Boushey and Moser have taught grades K-6, special education, and reading resource, totaling about 60 years of teaching experience between them. In 2006, they published The Daily 5: Fostering Literacy Independence in the Elementary Grades, which lays out a structure for getting students to read and write independently during a literacy block, freeing up the teacher for one-on-one conferences. The CAFE Book: Engaging all Students in Daily Literacy Assessment and Instruction, their 2009 follow-up, addresses the natural next question: What exactly should the teacher be doing during those individual conferences?
An acronym for comprehension, accuracy, fluency, and expand vocabulary, CAFE is a system designed to help teachers work methodically through literacy standards based on students’ individual needs. Teachers introduce reading strategies to the whole class, then assess and guide the use of those strategies in small groups or individual conferences. CAFE is also a visual tool—students refer back to a large poster with the strategies listed, placing a sticky note with their name next to the one they’re working on.
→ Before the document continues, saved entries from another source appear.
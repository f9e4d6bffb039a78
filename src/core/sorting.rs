use crate::models::{MatchedPair, RecognizedFields, ScanItem, SortOutcome};

/// Sticker colors cycled by pair assignment order
const TAG_PALETTE: [&str; 8] = [
    "#E53935", "#1E88E5", "#43A047", "#FB8C00", "#8E24AA", "#00ACC1", "#FDD835", "#6D4C41",
];

/// A matching criterion, listed in decreasing confidence
#[derive(Debug, Clone, Copy, PartialEq, Eq)]
enum Criterion {
    OrderCode,
    ShipmentCode,
    SubRouteCode,
    PostalCode,
}

impl Criterion {
    /// Pass order: order code, shipment code, sub-route, postal code
    const ALL: [Criterion; 4] = [
        Criterion::OrderCode,
        Criterion::ShipmentCode,
        Criterion::SubRouteCode,
        Criterion::PostalCode,
    ];

    fn label(self) -> &'static str {
        match self {
            Criterion::OrderCode => "PED",
            Criterion::ShipmentCode => "REM",
            Criterion::SubRouteCode => "ROTA",
            Criterion::PostalCode => "CEP",
        }
    }

    fn score(self) -> u32 {
        match self {
            Criterion::OrderCode | Criterion::ShipmentCode => 50,
            Criterion::SubRouteCode => 40,
            Criterion::PostalCode => 30,
        }
    }

    /// Comparable key for this criterion, or None when the field cannot match
    ///
    /// Sub-route codes compare case-insensitively; postal codes compare on
    /// their digits only. An absent or empty field disables the criterion
    /// for that item — partial recognition is never an error.
    fn key_for(self, fields: &RecognizedFields) -> Option<String> {
        match self {
            Criterion::OrderCode => non_empty(fields.order_code.as_deref()),
            Criterion::ShipmentCode => non_empty(fields.shipment_code.as_deref()),
            Criterion::SubRouteCode => {
                non_empty(fields.sub_route_code.as_deref()).map(|code| code.to_lowercase())
            }
            Criterion::PostalCode => {
                let digits: String = fields
                    .postal_code
                    .as_deref()
                    .unwrap_or("")
                    .chars()
                    .filter(|c| c.is_ascii_digit())
                    .collect();
                if digits.is_empty() {
                    None
                } else {
                    Some(digits)
                }
            }
        }
    }
}

fn non_empty(value: Option<&str>) -> Option<String> {
    match value {
        Some(text) if !text.trim().is_empty() => Some(text.trim().to_string()),
        _ => None,
    }
}

/// Multi-pass box/invoice pairing engine
///
/// Runs the criteria of decreasing confidence as strict passes: within a
/// pass, boxes are walked in input order and each takes the first unmatched
/// invoice with an equal key. Consumed items are never reconsidered, and no
/// attempt is made at a globally optimal assignment — greedy in-order pairing
/// is what the sorters on the floor expect to follow along with.
#[derive(Debug, Clone, Default)]
pub struct SortMatcher;

impl SortMatcher {
    pub fn new() -> Self {
        Self
    }

    /// Pair scanned boxes with scanned invoices
    ///
    /// Every input item ends up in exactly one of: a pair, the unmatched
    /// boxes list, or the unmatched invoices list. Items that have not
    /// reached READY are reported unmatched without participating.
    pub fn pair(&self, boxes: Vec<ScanItem>, invoices: Vec<ScanItem>) -> SortOutcome {
        let mut box_used = vec![false; boxes.len()];
        let mut invoice_used = vec![false; invoices.len()];
        let mut pairs: Vec<MatchedPair> = Vec::new();

        for criterion in Criterion::ALL {
            for (box_index, box_item) in boxes.iter().enumerate() {
                if box_used[box_index] || !box_item.ready() {
                    continue;
                }
                let box_key = match criterion.key_for(&box_item.recognized_fields) {
                    Some(key) => key,
                    None => continue,
                };

                for (invoice_index, invoice) in invoices.iter().enumerate() {
                    if invoice_used[invoice_index] || !invoice.ready() {
                        continue;
                    }
                    let invoice_key = match criterion.key_for(&invoice.recognized_fields) {
                        Some(key) => key,
                        None => continue,
                    };

                    if invoice_key == box_key {
                        box_used[box_index] = true;
                        invoice_used[invoice_index] = true;
                        let sequence = pairs.len() + 1;
                        pairs.push(build_pair(box_item.clone(), invoice.clone(), criterion, sequence));
                        break;
                    }
                }
            }
        }

        let unmatched_boxes = boxes
            .into_iter()
            .zip(box_used)
            .filter(|(_, used)| !used)
            .map(|(item, _)| item)
            .collect();
        let unmatched_invoices = invoices
            .into_iter()
            .zip(invoice_used)
            .filter(|(_, used)| !used)
            .map(|(item, _)| item)
            .collect();

        SortOutcome {
            pairs,
            unmatched_boxes,
            unmatched_invoices,
        }
    }
}

fn build_pair(
    box_item: ScanItem,
    invoice: ScanItem,
    criterion: Criterion,
    sequence: usize,
) -> MatchedPair {
    // The invoice is the document side; it usually carries the recipient
    // and postal code, so it feeds the tag with the box as fallback
    let recipient = invoice
        .recognized_fields
        .recipient
        .as_deref()
        .or(box_item.recognized_fields.recipient.as_deref());
    let postal_code = invoice
        .recognized_fields
        .postal_code
        .as_deref()
        .or(box_item.recognized_fields.postal_code.as_deref());

    let visual_tag = visual_tag(recipient, postal_code, sequence);
    let tag_color = TAG_PALETTE[(sequence - 1) % TAG_PALETTE.len()].to_string();

    MatchedPair {
        id: uuid::Uuid::new_v4(),
        box_item,
        invoice,
        match_score: criterion.score(),
        matched_by: vec![criterion.label().to_string()],
        visual_tag,
        tag_color,
    }
}

/// Sticker tag written on the matched box for manual handoff
///
/// `<3 recipient letters, X-padded>-<last 3 postal digits, 0-padded>-<2-digit
/// pair sequence>`
fn visual_tag(recipient: Option<&str>, postal_code: Option<&str>, sequence: usize) -> String {
    let mut letters: String = recipient
        .unwrap_or("")
        .chars()
        .filter(|c| c.is_alphabetic())
        .flat_map(char::to_uppercase)
        .take(3)
        .collect();
    for _ in letters.chars().count()..3 {
        letters.push('X');
    }

    let digits: Vec<char> = postal_code
        .unwrap_or("")
        .chars()
        .filter(|c| c.is_ascii_digit())
        .collect();
    let mut tail: String = digits[digits.len().saturating_sub(3)..].iter().collect();
    while tail.len() < 3 {
        tail.insert(0, '0');
    }

    format!("{}-{}-{:02}", letters, tail, sequence)
}

#[cfg(test)]
mod tests {
    use super::*;
    use crate::models::ScanStatus;

    fn item(id: &str, fields: RecognizedFields) -> ScanItem {
        ScanItem {
            id: id.to_string(),
            recognized_fields: fields,
            status: ScanStatus::Ready,
        }
    }

    fn with_order(code: &str) -> RecognizedFields {
        RecognizedFields {
            order_code: Some(code.to_string()),
            ..Default::default()
        }
    }

    fn with_postal(code: &str) -> RecognizedFields {
        RecognizedFields {
            postal_code: Some(code.to_string()),
            ..Default::default()
        }
    }

    #[test]
    fn test_order_code_pass_pairs_with_full_score() {
        let matcher = SortMatcher::new();
        let boxes = vec![item("box-1", with_order("PED1"))];
        let invoices = vec![item("inv-1", with_order("PED1"))];

        let outcome = matcher.pair(boxes, invoices);

        assert_eq!(outcome.pairs.len(), 1);
        let pair = &outcome.pairs[0];
        assert_eq!(pair.match_score, 50);
        assert_eq!(pair.matched_by, vec!["PED".to_string()]);
        assert_eq!(pair.box_item.id, "box-1");
        assert_eq!(pair.invoice.id, "inv-1");
        assert!(outcome.unmatched_boxes.is_empty());
        assert!(outcome.unmatched_invoices.is_empty());
    }

    #[test]
    fn test_pass_priority_order() {
        let matcher = SortMatcher::new();

        // The box could pair with inv-postal via CEP, but the order-code
        // pass runs first and claims it for inv-order
        let boxes = vec![item(
            "box-1",
            RecognizedFields {
                order_code: Some("PED7".to_string()),
                postal_code: Some("01310-100".to_string()),
                ..Default::default()
            },
        )];
        let invoices = vec![
            item("inv-postal", with_postal("01310-100")),
            item("inv-order", with_order("PED7")),
        ];

        let outcome = matcher.pair(boxes, invoices);

        assert_eq!(outcome.pairs.len(), 1);
        assert_eq!(outcome.pairs[0].invoice.id, "inv-order");
        assert_eq!(outcome.pairs[0].matched_by, vec!["PED".to_string()]);
        assert_eq!(outcome.unmatched_invoices.len(), 1);
        assert_eq!(outcome.unmatched_invoices[0].id, "inv-postal");
    }

    #[test]
    fn test_sub_route_matches_case_insensitively() {
        let matcher = SortMatcher::new();
        let boxes = vec![item(
            "box-1",
            RecognizedFields {
                sub_route_code: Some("Rota-A3".to_string()),
                ..Default::default()
            },
        )];
        let invoices = vec![item(
            "inv-1",
            RecognizedFields {
                sub_route_code: Some("ROTA-a3".to_string()),
                ..Default::default()
            },
        )];

        let outcome = matcher.pair(boxes, invoices);

        assert_eq!(outcome.pairs.len(), 1);
        assert_eq!(outcome.pairs[0].match_score, 40);
        assert_eq!(outcome.pairs[0].matched_by, vec!["ROTA".to_string()]);
    }

    #[test]
    fn test_postal_code_matches_on_digits_only() {
        let matcher = SortMatcher::new();
        let boxes = vec![item("box-1", with_postal("01310-100"))];
        let invoices = vec![item("inv-1", with_postal("01310100"))];

        let outcome = matcher.pair(boxes, invoices);

        assert_eq!(outcome.pairs.len(), 1);
        assert_eq!(outcome.pairs[0].match_score, 30);
        assert_eq!(outcome.pairs[0].matched_by, vec!["CEP".to_string()]);
    }

    #[test]
    fn test_postal_pass_is_greedy_in_input_order() {
        let matcher = SortMatcher::new();
        let boxes = vec![
            item("box-1", with_postal("04038-001")),
            item("box-2", with_postal("04038-001")),
        ];
        let invoices = vec![
            item("inv-1", with_postal("04038-001")),
            item("inv-2", with_postal("04038-001")),
        ];

        let outcome = matcher.pair(boxes, invoices);

        assert_eq!(outcome.pairs.len(), 2);
        assert_eq!(outcome.pairs[0].box_item.id, "box-1");
        assert_eq!(outcome.pairs[0].invoice.id, "inv-1");
        assert_eq!(outcome.pairs[1].box_item.id, "box-2");
        assert_eq!(outcome.pairs[1].invoice.id, "inv-2");
    }

    #[test]
    fn test_empty_fields_never_match() {
        let matcher = SortMatcher::new();
        let boxes = vec![item(
            "box-1",
            RecognizedFields {
                order_code: Some("  ".to_string()),
                ..Default::default()
            },
        )];
        let invoices = vec![item(
            "inv-1",
            RecognizedFields {
                order_code: Some("".to_string()),
                ..Default::default()
            },
        )];

        let outcome = matcher.pair(boxes, invoices);

        assert!(outcome.pairs.is_empty());
        assert_eq!(outcome.unmatched_boxes.len(), 1);
        assert_eq!(outcome.unmatched_invoices.len(), 1);
    }

    #[test]
    fn test_items_not_ready_are_reported_unmatched() {
        let matcher = SortMatcher::new();
        let mut pending = item("box-1", with_order("PED1"));
        pending.status = ScanStatus::Processing;
        let invoices = vec![item("inv-1", with_order("PED1"))];

        let outcome = matcher.pair(vec![pending], invoices);

        assert!(outcome.pairs.is_empty());
        assert_eq!(outcome.unmatched_boxes.len(), 1);
        assert_eq!(outcome.unmatched_invoices.len(), 1);
    }

    #[test]
    fn test_every_item_appears_exactly_once() {
        let matcher = SortMatcher::new();
        let boxes = vec![
            item("box-1", with_order("PED1")),
            item("box-2", with_postal("01310-100")),
            item("box-3", RecognizedFields::default()),
        ];
        let invoices = vec![
            item("inv-1", with_postal("01310100")),
            item("inv-2", with_order("PED1")),
        ];

        let outcome = matcher.pair(boxes, invoices);

        let mut box_ids: Vec<String> = outcome
            .pairs
            .iter()
            .map(|p| p.box_item.id.clone())
            .chain(outcome.unmatched_boxes.iter().map(|b| b.id.clone()))
            .collect();
        let mut invoice_ids: Vec<String> = outcome
            .pairs
            .iter()
            .map(|p| p.invoice.id.clone())
            .chain(outcome.unmatched_invoices.iter().map(|i| i.id.clone()))
            .collect();

        box_ids.sort();
        invoice_ids.sort();
        assert_eq!(box_ids, vec!["box-1", "box-2", "box-3"]);
        assert_eq!(invoice_ids, vec!["inv-1", "inv-2"]);
    }

    #[test]
    fn test_empty_inputs_are_a_no_op() {
        let matcher = SortMatcher::new();
        let outcome = matcher.pair(vec![], vec![]);

        assert!(outcome.pairs.is_empty());
        assert!(outcome.unmatched_boxes.is_empty());
        assert!(outcome.unmatched_invoices.is_empty());
    }

    #[test]
    fn test_visual_tag_composition() {
        assert_eq!(visual_tag(Some("Maria Silva"), Some("01310-100"), 1), "MAR-100-01");
        // Short name padded with X, short postal padded with 0
        assert_eq!(visual_tag(Some("Jo"), Some("7"), 3), "JOX-007-03");
        assert_eq!(visual_tag(None, None, 12), "XXX-000-12");
    }

    #[test]
    fn test_tag_colors_cycle_through_palette() {
        let matcher = SortMatcher::new();
        let boxes: Vec<ScanItem> = (0..10)
            .map(|i| item(&format!("box-{}", i), with_order(&format!("PED{}", i))))
            .collect();
        let invoices: Vec<ScanItem> = (0..10)
            .map(|i| item(&format!("inv-{}", i), with_order(&format!("PED{}", i))))
            .collect();

        let outcome = matcher.pair(boxes, invoices);

        assert_eq!(outcome.pairs.len(), 10);
        assert_eq!(outcome.pairs[0].tag_color, outcome.pairs[8].tag_color);
        assert_ne!(outcome.pairs[0].tag_color, outcome.pairs[1].tag_color);
    }
}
Since they began using the CAFE system in their own classrooms, Boushey and Moser say, their students have consistently averaged an astounding two and a half years of growth in reading per year. In fact, every single student they’ve taught, including those with the most challenging needs, has made at least one year of growth—and some have made as much as five years. It’s no wonder the two, who are now literacy consultants, consistently sell out professional development workshops and have become must-see presenters at reading conferences across the country.
In an interview with the Teacher PD Sourcebook’s Liana Heitin, Boushey and Moser discussed why their system works, how it changed their classroom culture, and the importance of staying faithful to the current reading research.
Can you describe the process of developing the CAFE system? How did you do this in a collaborative way?
Moser: In our own classrooms, it really started with “Daily 5.” We knew we wanted to work with individuals and small groups of kids but we couldn’t figure out what to do with the rest of the class. Once we figured out how to manage them, our kids were so independent that all of the sudden the dirty secret was, O.K., what are we teaching them? And how are we managing our assessments so that they really do inform our instruction?
Boushey: Before CAFE, we would assess and put the assessment away and go back into whatever teaching we were doing. CAFE really is a way to simplify our assessing, so that we can make it a guide for instruction.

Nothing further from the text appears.